Research ReportProtection of the brain following cerebral ischemia through the attenuation of PARP-1-induced neurovascular unit damage in rats

- PARP-1 enzymatic activity is increased after ischemia.
- PARP-1 mRNA silencing alleviates neurological deficits.
- PARP-1 mRNA silencing reduces infarction size.
- PARP-1 mRNA silencing ameliorates ultrastructural damage to the neurovascular unit.

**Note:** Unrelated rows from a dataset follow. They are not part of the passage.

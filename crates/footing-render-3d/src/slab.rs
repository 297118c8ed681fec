//! The base slab shared by every shape family.
//!
//! A finite slab is the footprint grown by the four margins. An infinite
//! slab keeps the same center and thickness and widens each horizontal
//! extent to at least [`INFINITE_SLAB_EXTENT`], so nothing placed relative
//! to the footprint moves when the flag flips and the infinite slab always
//! covers the finite one.

use footing_core::SlabMargins;

use crate::geometry::Shape;

/// Minimum horizontal extent of an effectively unbounded foundation.
pub const INFINITE_SLAB_EXTENT: f64 = 1000.0;

/// Plan-view rectangle covered by the structure standing on the slab.
#[derive(Debug, Clone, Copy, PartialEq)]
pub struct Footprint {
    pub min_x: f64,
    pub max_x: f64,
    pub min_z: f64,
    pub max_z: f64,
}

impl Footprint {
    /// A `width` by `depth` rectangle centered on the origin.
    pub fn centered(width: f64, depth: f64) -> Self {
        Self::around(0.0, 0.0, width, depth)
    }

    /// A `width` by `depth` rectangle centered on `(x, z)`.
    pub fn around(x: f64, z: f64, width: f64, depth: f64) -> Self {
        Self {
            min_x: x - width / 2.0,
            max_x: x + width / 2.0,
            min_z: z - depth / 2.0,
            max_z: z + depth / 2.0,
        }
    }

    pub fn union(&self, other: &Footprint) -> Footprint {
        Footprint {
            min_x: self.min_x.min(other.min_x),
            max_x: self.max_x.max(other.max_x),
            min_z: self.min_z.min(other.min_z),
            max_z: self.max_z.max(other.max_z),
        }
    }

    pub fn width(&self) -> f64 {
        self.max_x - self.min_x
    }

    pub fn depth(&self) -> f64 {
        self.max_z - self.min_z
    }

    /// The footprint grown by the margins on each side.
    pub fn expanded(&self, margins: &SlabMargins) -> Footprint {
        Footprint {
            min_x: self.min_x - margins.left,
            max_x: self.max_x + margins.right,
            min_z: self.min_z - margins.back,
            max_z: self.max_z + margins.front,
        }
    }

    pub fn center(&self) -> (f64, f64) {
        ((self.min_x + self.max_x) / 2.0, (self.min_z + self.max_z) / 2.0)
    }
}

/// Slab occupying `y ∈ [0, thickness]` under `footprint`.
pub fn slab_shape(footprint: &Footprint, margins: &SlabMargins, thickness: f64, finite: bool) -> Shape {
    let outline = footprint.expanded(margins);
    let (cx, cz) = outline.center();
    let (width, depth) = if finite {
        (outline.width(), outline.depth())
    } else {
        (
            INFINITE_SLAB_EXTENT.max(outline.width()),
            INFINITE_SLAB_EXTENT.max(outline.depth()),
        )
    };

    Shape::box_shape(width, thickness, depth).translate_f64(cx, thickness / 2.0, cz)
}
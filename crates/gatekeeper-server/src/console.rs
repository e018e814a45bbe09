//! Console front end
//!
//! Drives one session from a line-oriented reader and renders its events to
//! a writer, the same way the browser client would over HTTP.

use gatekeeper_core::events::{SessionEvent, SessionStatus};
use gatekeeper_session::ConversationSession;
use std::{sync::Arc, time::Duration};
use tokio::io::{AsyncBufRead, AsyncBufReadExt, AsyncWrite, AsyncWriteExt};
use tracing::debug;

const POLL_INTERVAL: Duration = Duration::from_millis(500);

#[derive(Debug, Clone, Copy, PartialEq, Eq)]
pub struct ConsoleOutcome {
    pub completed: bool,
    pub secret_unlocked: bool,
}

/// Run `session` until the dialogue completes or `input` is exhausted and
/// nothing more is happening
pub async fn run_console<R, W>(
    session: Arc<ConversationSession>,
    input: R,
    output: &mut W,
) -> anyhow::Result<ConsoleOutcome>
where
    R: AsyncBufRead + Unpin + Send + 'static,
    W: AsyncWrite + Unpin,
{
    let feeder = {
        let session = session.clone();
        tokio::spawn(async move {
            let mut lines = input.lines();
            while let Ok(Some(line)) = lines.next_line().await {
                let line = line.trim();
                if line.is_empty() {
                    continue;
                }
                if session.enqueue_user_message(line).is_err() {
                    break;
                }
            }
            debug!("Console input closed");
        })
    };

    loop {
        let events = session.poll_events(POLL_INTERVAL).await;
        for event in &events {
            output.write_all(render(event).as_bytes()).await?;
        }
        output.flush().await?;

        if events.is_empty() && (session.is_completed() || feeder.is_finished()) {
            break;
        }
    }

    feeder.abort();
    Ok(ConsoleOutcome {
        completed: session.is_completed(),
        secret_unlocked: session.secret_revealed(),
    })
}

fn render(event: &SessionEvent) -> String {
    match event {
        SessionEvent::Message { role, content } => format!("{}: {}\n", role, content),
        SessionEvent::Secret { content, .. } => format!("*** {} ***\n", content),
        SessionEvent::Status { status, details } => {
            let label = match status {
                SessionStatus::Completed => "completed",
                SessionStatus::Ended => "ended",
                SessionStatus::Error => "error",
            };
            match details {
                Some(details) => format!("[{}] {}\n", label, details),
                None => format!("[{}]\n", label),
            }
        }
        SessionEvent::InputRequired => "> ".to_string(),
        SessionEvent::Event { role, content } => format!("({}) {}\n", role, content),
    }
}
//! Session error types

use thiserror::Error;

#[derive(Debug, Error)]
pub enum SessionError {
    #[error("Session not found: {0}")]
    NotFound(String),

    #[error("Maximum session limit ({0}) reached")]
    CapacityExceeded(usize),

    #[error("Input channel for session {0} is closed")]
    InputClosed(String),
}

pub type Result<T> = std::result::Result<T, SessionError>;
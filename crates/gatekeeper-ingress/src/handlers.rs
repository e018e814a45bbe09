//! Session endpoints

use crate::types::{
    CreateSessionResponse, EventsQuery, EventsResponse, GatewayError, GatewayResult,
    MessageAccepted, MessageRequest,
};
use axum::{
    Json, Router,
    extract::{
        Path, Query, State,
        rejection::{JsonRejection, QueryRejection},
    },
    http::StatusCode,
    routing::{get, post},
};
use gatekeeper_session::SessionManager;
use std::{sync::Arc, time::Duration};
use tracing::{debug, info};

/// Longest a poll may wait for the next event
pub const MAX_POLL_TIMEOUT_SECS: f64 = 30.0;

#[derive(Clone)]
pub struct GatewayState {
    pub manager: Arc<SessionManager>,
}

impl GatewayState {
    pub fn new(manager: Arc<SessionManager>) -> Self {
        Self { manager }
    }
}

/// Session routes, relative to the API prefix
pub fn router(state: GatewayState) -> Router {
    Router::new()
        .route("/session", post(create_session))
        .route("/session/{session_id}/message", post(post_message))
        .route("/session/{session_id}/events", get(get_events))
        .with_state(state)
}

pub async fn create_session(
    State(state): State<GatewayState>,
) -> GatewayResult<(StatusCode, Json<CreateSessionResponse>)> {
    let session = state.manager.create_session().await?;
    let events = session.drain_output_nowait();
    info!(session_id = %session.id(), initial_events = events.len(), "Session opened");

    Ok((
        StatusCode::CREATED,
        Json(CreateSessionResponse {
            session_id: session.id().to_string(),
            events,
            completed: session.is_completed(),
            secret_unlocked: session.secret_revealed(),
        }),
    ))
}

pub async fn post_message(
    State(state): State<GatewayState>,
    Path(session_id): Path<String>,
    body: Result<Json<MessageRequest>, JsonRejection>,
) -> GatewayResult<Json<MessageAccepted>> {
    let session = state.manager.get_session(&session_id)?;
    let Json(body) = body.map_err(|e| GatewayError::InvalidRequest(e.body_text()))?;

    // Trimming only decides emptiness; the line is relayed exactly as typed
    if body.content.trim().is_empty() {
        return Err(GatewayError::InvalidRequest(
            "Message cannot be empty".to_string(),
        ));
    }

    let chars = body.content.len();
    session.enqueue_user_message(body.content)?;
    debug!(session_id = %session_id, chars, "Message accepted");

    Ok(Json(MessageAccepted {
        status: "accepted".to_string(),
    }))
}

pub async fn get_events(
    State(state): State<GatewayState>,
    Path(session_id): Path<String>,
    query: Result<Query<EventsQuery>, QueryRejection>,
) -> GatewayResult<Json<EventsResponse>> {
    let session = state.manager.get_session(&session_id)?;
    let Query(query) = query.map_err(|e| GatewayError::InvalidRequest(e.body_text()))?;
    let timeout = poll_timeout(query.timeout)?;

    let events = session.poll_events(timeout).await;

    Ok(Json(EventsResponse {
        events,
        completed: session.is_completed(),
        secret_unlocked: session.secret_revealed(),
    }))
}

fn poll_timeout(secs: Option<f64>) -> GatewayResult<Duration> {
    let secs = secs.unwrap_or(0.0);
    if !(0.0..=MAX_POLL_TIMEOUT_SECS).contains(&secs) {
        return Err(GatewayError::InvalidRequest(format!(
            "timeout must be between 0 and {} seconds",
            MAX_POLL_TIMEOUT_SECS
        )));
    }
    Ok(Duration::from_secs_f64(secs))
}
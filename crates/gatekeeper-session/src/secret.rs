//! Secret code wrapper

use std::{fmt, sync::Arc};

/// The code a session releases once the gatekeeper gives in.
///
/// `Debug` is redacted so the value never reaches logs through `{:?}`.
#[derive(Clone, PartialEq, Eq)]
pub struct SecretCode(Arc<str>);

impl SecretCode {
    pub fn new(code: impl Into<String>) -> Self {
        Self(Arc::from(code.into()))
    }

    pub fn expose(&self) -> &str {
        &self.0
    }

    pub fn is_empty(&self) -> bool {
        self.0.trim().is_empty()
    }
}

impl fmt::Debug for SecretCode {
    fn fmt(&self, f: &mut fmt::Formatter<'_>) -> fmt::Result {
        f.write_str("SecretCode(***)")
    }
}

impl From<String> for SecretCode {
    fn from(code: String) -> Self {
        Self::new(code)
    }
}

impl From<&str> for SecretCode {
    fn from(code: &str) -> Self {
        Self::new(code)
    }
}
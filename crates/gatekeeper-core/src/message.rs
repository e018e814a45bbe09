//! Chat message types
//!
//! `ChatMessage` is what participants say to each other inside a dialogue.
//! `ChatTurn` is the flattened role/content pair sent to a chat model.

use serde::{Deserialize, Serialize};

/// Source name used for the task message that opens every dialogue
pub const TASK_SOURCE: &str = "user";

/// A finalized message produced by a dialogue participant
#[derive(Debug, Clone, PartialEq, Eq, Serialize, Deserialize)]
pub struct ChatMessage {
    /// Name of the participant that produced the message
    pub source: String,

    /// Message body
    pub content: MessageContent,
}

impl ChatMessage {
    /// Create a plain text message
    pub fn text(source: impl Into<String>, text: impl Into<String>) -> Self {
        Self {
            source: source.into(),
            content: MessageContent::Text(text.into()),
        }
    }

    /// Render the message body as plain text
    pub fn to_text(&self) -> String {
        self.content.to_text()
    }
}

/// Content of a message (text or multimodal)
#[derive(Debug, Clone, PartialEq, Eq, Serialize, Deserialize)]
#[serde(untagged)]
pub enum MessageContent {
    /// Simple text content
    Text(String),

    /// Multimodal content (text, images, etc.)
    Parts(Vec<ContentPart>),
}

impl MessageContent {
    /// Normalize to plain text. Text parts are joined by newlines and
    /// non-text parts are replaced with a placeholder.
    pub fn to_text(&self) -> String {
        match self {
            MessageContent::Text(text) => text.clone(),
            MessageContent::Parts(parts) => parts
                .iter()
                .map(|part| match part {
                    ContentPart::Text { text } => text.as_str(),
                    ContentPart::Image { .. } => "<image>",
                })
                .collect::<Vec<_>>()
                .join("\n"),
        }
    }
}

/// A part of multimodal content
#[derive(Debug, Clone, PartialEq, Eq, Serialize, Deserialize)]
#[serde(tag = "type", rename_all = "snake_case")]
pub enum ContentPart {
    Text { text: String },
    Image { url: String },
}

/// Role of a message sent to a chat model
#[derive(Debug, Clone, Copy, PartialEq, Eq, Serialize, Deserialize)]
#[serde(rename_all = "lowercase")]
pub enum ChatRole {
    System,
    User,
    Assistant,
}

/// A single role/content pair in a model request
#[derive(Debug, Clone, PartialEq, Eq, Serialize, Deserialize)]
pub struct ChatTurn {
    pub role: ChatRole,
    pub content: String,
}

impl ChatTurn {
    pub fn new(role: ChatRole, content: impl Into<String>) -> Self {
        Self {
            role,
            content: content.into(),
        }
    }
}

/// Request to a chat model
#[derive(Debug, Clone, Default, PartialEq, Serialize, Deserialize)]
pub struct ChatRequest {
    /// Conversation so far, system prompt first
    pub messages: Vec<ChatTurn>,

    /// Sampling temperature
    #[serde(skip_serializing_if = "Option::is_none")]
    pub temperature: Option<f32>,
}

/// Token usage reported by a chat model
#[derive(Debug, Clone, Copy, Default, PartialEq, Eq, Serialize, Deserialize)]
pub struct Usage {
    pub prompt_tokens: u32,
    pub completion_tokens: u32,
    pub total_tokens: u32,
}

/// A completed model reply
#[derive(Debug, Clone, PartialEq, Serialize, Deserialize)]
pub struct ChatCompletion {
    pub content: String,
    pub finish_reason: Option<String>,
    pub usage: Option<Usage>,
}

Cerebral ischemia is a major health crisis throughout the world, and the currently available thrombolytic therapy is unsatisfactory. Cell death following cerebral ischemia is mediated by a complex pathophysiological interaction of various mechanisms. During an ischemic insult, not only neurons but all of the components of the neurovascular unit, such as glia, endothelia, pericytes and basal membranes, are destroyed. Previous studies have shown that excessive stimulation of poly (ADP-ribose) polymerase (PARP-1) is crucial for cerebral injury after ischemic insult, which is an important cause of cell death in all cell types within the neurovascular unit. To investigate whether PARP-1 plays an important role in protecting the neurovascular unit following cerebral ischemia, we evaluated neurobehavioral deficits, PARP-1 activity, blood brain barrier (BBB) disruption and neurovascular unit deficits using Western blot analysis, TTC staining and electron microscopy in an MCAO rat model. The results revealed that PARP-1 enzymatic activity was dramatically increased after ischemia. Inhibition of PARP-1 significantly reduced the extent of both cerebral infarction and edema, improved neurological scores, and attenuated the damage to the neurovascular unit in cerebral ischemia. Collectively, these findings demonstrate that the down-regulation of PARP-1 activity contributes to reducing post-ischemic brain damage via protection of the neurovascular unit.